Research software is an integral part of the research process and in many cases indispensable for the verifiability of research results and data. The software used can itself be part of the results and should then be included in the scientific discourse at an appropriate time and in an appropriate form.

Research software in a broader sense also includes command line inputs. In order to enable complete verifiability of the work processes performed, a command to control software, for example, may be worthy of publication if it contains expert knowledge.

1. Versioning

Software is versioned. When a research result has been produced, the version used is named and archived. The software's state is appropriately identified. Even though software in the research environment is developed in an agile manner and the expectations of it can change within a day, three degrees of maturity can be roughly distinguished from each other. These are shown in the following figure.

There are three different types of versioning

2. Documentation

Software must be suitably annotated and, if necessary, documented, even if no publication is planned. Research software must be documented in a way that is comprehensible to the reader. For agile working practice, three levels of comprehensiveness of documentation can be delineated.

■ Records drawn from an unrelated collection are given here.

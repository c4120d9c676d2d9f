use crate::check::partitions::TopicPartition;
use crate::client::LagwatchClient;
use crate::error::{Error, Result};
use rdkafka::consumer::{BaseConsumer, Consumer};
use rdkafka::{Offset, TopicPartitionList};
use serde::{Deserialize, Serialize};
use std::sync::Arc;
use std::time::Duration;
use tracing::trace;

/// One partition's offset state at a single instant: the group's committed
/// offset and the partition's high watermark.
///
/// `committed` is `None` when the group has never committed on this
/// partition. Zero is a legitimate offset and must not stand in for "no
/// commit".
#[derive(Debug, Clone, PartialEq, Eq, Serialize, Deserialize)]
pub struct PartitionOffsetSnapshot {
    /// The partition this snapshot belongs to.
    pub partition: TopicPartition,
    /// The group's committed offset, absent if the group never committed.
    pub committed: Option<i64>,
    /// The offset immediately after the last durably written record.
    pub high_watermark: i64,
    /// Unix milliseconds at which the snapshot was taken.
    pub sampled_at_ms: i64,
}

impl PartitionOffsetSnapshot {
    /// Events produced but not yet consumed. `None` while the group has no
    /// commit to measure from. Callers must treat a negative value as an
    /// invariant violation, not as zero lag.
    pub fn lag(&self) -> Option<i64> {
        self.committed.map(|committed| self.high_watermark - committed)
    }
}

/// Retrieves committed offsets and high watermarks for single partitions.
///
/// Failures here are partition-local: the orchestrator degrades only the
/// affected partition's verdict to `Unknown` and the pass continues.
pub struct OffsetSampler {
    consumer: Arc<BaseConsumer>,
    timeout: Duration,
}

impl OffsetSampler {
    /// Creates a sampler over the client's shared consumer.
    pub fn new(client: &LagwatchClient, timeout: Duration) -> Self {
        Self {
            consumer: client.consumer(),
            timeout,
        }
    }

    /// Samples one partition's committed offset and high watermark.
    ///
    /// Both queries carry this sampler's timeout; either failing maps to
    /// [`Error::WatermarkQuery`] for this partition alone.
    pub fn sample(&self, partition: &TopicPartition) -> Result<PartitionOffsetSnapshot> {
        let mut assignment = TopicPartitionList::new();
        assignment.add_partition(&partition.topic, partition.partition);

        let committed_list = self
            .consumer
            .committed_offsets(assignment, self.timeout)
            .map_err(|e| Error::watermark_query(partition, e))?;
        let committed = committed_list
            .find_partition(&partition.topic, partition.partition)
            .and_then(|elem| concrete_offset(elem.offset()));

        let (_low, high_watermark) = self
            .consumer
            .fetch_watermarks(&partition.topic, partition.partition, self.timeout)
            .map_err(|e| Error::watermark_query(partition, e))?;

        trace!(
            partition = %partition,
            committed = ?committed,
            high_watermark,
            "sampled partition offsets"
        );
        Ok(PartitionOffsetSnapshot {
            partition: partition.clone(),
            committed,
            high_watermark,
            sampled_at_ms: chrono::Utc::now().timestamp_millis(),
        })
    }
}

/// Maps an rdkafka offset to a concrete value. The broker's sentinels
/// (invalid, end, stored) all mean "no concrete offset here".
pub(crate) fn concrete_offset(offset: Offset) -> Option<i64> {
    match offset {
        Offset::Offset(value) if value >= 0 => Some(value),
        _ => None,
    }
}

#[cfg(test)]
mod tests {
    use super::*;

    fn snapshot(committed: Option<i64>, high_watermark: i64) -> PartitionOffsetSnapshot {
        PartitionOffsetSnapshot {
            partition: TopicPartition::new("orders", 0),
            committed,
            high_watermark,
            sampled_at_ms: 1_700_000_000_000,
        }
    }

    #[test]
    fn lag_is_watermark_minus_committed() {
        assert_eq!(snapshot(Some(100), 5000).lag(), Some(4900));
        assert_eq!(snapshot(Some(50), 50).lag(), Some(0));
    }

    #[test]
    fn lag_unknown_without_commit() {
        assert_eq!(snapshot(None, 5000).lag(), None);
    }

    #[test]
    fn committed_zero_is_a_real_offset() {
        // A group that committed offset 0 has a measurable lag.
        assert_eq!(snapshot(Some(0), 10).lag(), Some(10));
    }

    #[test]
    fn sentinel_offsets_are_not_concrete() {
        assert_eq!(concrete_offset(Offset::Offset(42)), Some(42));
        assert_eq!(concrete_offset(Offset::Offset(0)), Some(0));
        assert_eq!(concrete_offset(Offset::Invalid), None);
        assert_eq!(concrete_offset(Offset::End), None);
        assert_eq!(concrete_offset(Offset::Beginning), None);
        assert_eq!(concrete_offset(Offset::Offset(-1)), None);
    }
}
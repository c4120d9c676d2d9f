//! Produces a batch of UUID events to the configured topics, creating them
//! first if they do not exist. A load-generation aid for exercising the
//! health check.

use clap::Parser;
use lagwatch::config::split_csv;
use lagwatch::{InitConfig, KafkaConfig, PartialKafkaConfig};
use std::path::PathBuf;

/// Sends a fixed number of UUID events to the configured topics.
#[derive(Parser)]
#[command(name = "producer", version)]
#[command(about = "Produces UUID events to the configured topics")]
struct Cli {
    /// Number of events to send to each topic.
    #[arg(short = 'n', long)]
    events: usize,

    /// Kafka bootstrap servers, comma separated. Falls back to
    /// KAFKA_BOOTSTRAP_SERVERS or the config file.
    #[arg(long)]
    kafka_bootstrap_servers: Option<String>,

    /// Consumer group id (unused by the producer but accepted so all three
    /// binaries share one config file).
    #[arg(long)]
    kafka_consumer_group_id: Option<String>,

    /// Topics to produce to, comma separated. Falls back to KAFKA_TOPICS or
    /// the config file.
    #[arg(long)]
    kafka_topics_csv: Option<String>,

    /// JSON config file supplying any of brokers / group_id / topics.
    #[arg(long)]
    config_file: Option<PathBuf>,

    /// Set the log level (trace, debug, info, warn, error).
    #[arg(long, default_value = "info")]
    log_level: String,
}

impl Cli {
    fn flag_layer(&self) -> PartialKafkaConfig {
        PartialKafkaConfig {
            brokers: self
                .kafka_bootstrap_servers
                .as_deref()
                .map(split_csv)
                .filter(|v| !v.is_empty()),
            group_id: self.kafka_consumer_group_id.clone(),
            topics: self
                .kafka_topics_csv
                .as_deref()
                .map(split_csv)
                .filter(|v| !v.is_empty()),
        }
    }
}

#[tokio::main]
async fn main() -> anyhow::Result<()> {
    let cli = Cli::parse();
    lagwatch::init_with_config(&InitConfig {
        log_filter: cli.log_level.clone(),
        ..InitConfig::default()
    })?;

    if cli.events == 0 {
        anyhow::bail!("must provide at least 1 event with --events");
    }

    // The producer does not care which group id it runs under; fall back to
    // a fixed one so only brokers and topics are required.
    let fallback = PartialKafkaConfig {
        group_id: Some("lagwatch-producer".to_string()),
        ..PartialKafkaConfig::default()
    };
    let kafka =
        KafkaConfig::resolve_with_fallback(cli.flag_layer(), cli.config_file.as_deref(), fallback)?;

    lagwatch::admin::ensure_topics(&kafka).await?;
    lagwatch::produce::run_producer(&kafka, cli.events).await?;
    Ok(())
}
use crate::config::KafkaConfig;
use crate::error::{Error, Result};
use rdkafka::config::ClientConfig;
use rdkafka::producer::{FutureProducer, FutureRecord};
use std::time::Duration;
use tracing::{debug, info};
use uuid::Uuid;

/// Produces `events` UUID payloads to every configured topic.
///
/// A load-generation aid for exercising the health check: fill a topic,
/// leave the consumer behind, watch the verdict flip. Delivery is awaited
/// per event so the loop ends only after the broker acknowledged
/// everything.
pub async fn run_producer(config: &KafkaConfig, events: usize) -> Result<()> {
    let producer: FutureProducer = ClientConfig::new()
        .set("bootstrap.servers", config.brokers.join(","))
        .set("message.timeout.ms", "10000")
        .create()?;

    for topic in &config.topics {
        info!(topic = %topic, events, "sending events");
        for seq in 0..events {
            let event_id = Uuid::new_v4();
            let record: FutureRecord<'_, (), [u8]> =
                FutureRecord::to(topic).payload(event_id.as_bytes().as_slice());
            match producer.send(record, Duration::from_secs(10)).await {
                Ok((partition, offset)) => {
                    debug!(
                        topic = %topic,
                        partition,
                        offset,
                        event_id = %event_id,
                        seq,
                        "event delivered"
                    );
                }
                Err((e, _unsent)) => return Err(Error::Kafka(e)),
            }
        }
    }
    info!("finished sending all events");
    Ok(())
}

There is minimum, standard and full documentation

3. Publication

An academic publication in a scientific or scholarly journal must provide all information necessary for academic discourse. If research software was used in the preparation of the publication, it should be cited with a version number (if available also by a PID, e.g. DOI). Access to research software should be freely available, taking into account points 1 and 2. For better citation, version-controlled software archives are to be preferred. If free access to the software is not possible in a timely manner, at least the algorithm used in it should be published in its entirety. In such cases, it must be checked whether it is possible to release the software sources within an embargo period. If access to the research software is only possible with restrictions, this must also be explained transparently, stating the reason and, if applicable, the embargo period. A permissible reason is the protection of (intellectual) property, e.g. of valuable components that are not scientific/scholarly in a narrow sense, before publication.

4. Recommendations (Checklist)

  • Attend a software quality course.
  • Have source code review software ready to use.
  • State the purpose of the software succinctly.
  • Keep the degree of maturity of the software appropriate to the current approach to quality assurance.
  • Make the intention of each function recognisable (for example, through self-explanatory names or comments).
  • Choose a permissible licence.

The preparation of this text was supported by a grant from the German Research Foundation (DFG) within the framework of the Excellence Strategy of the German Federal and State Governments - 2082/1 - 390761711.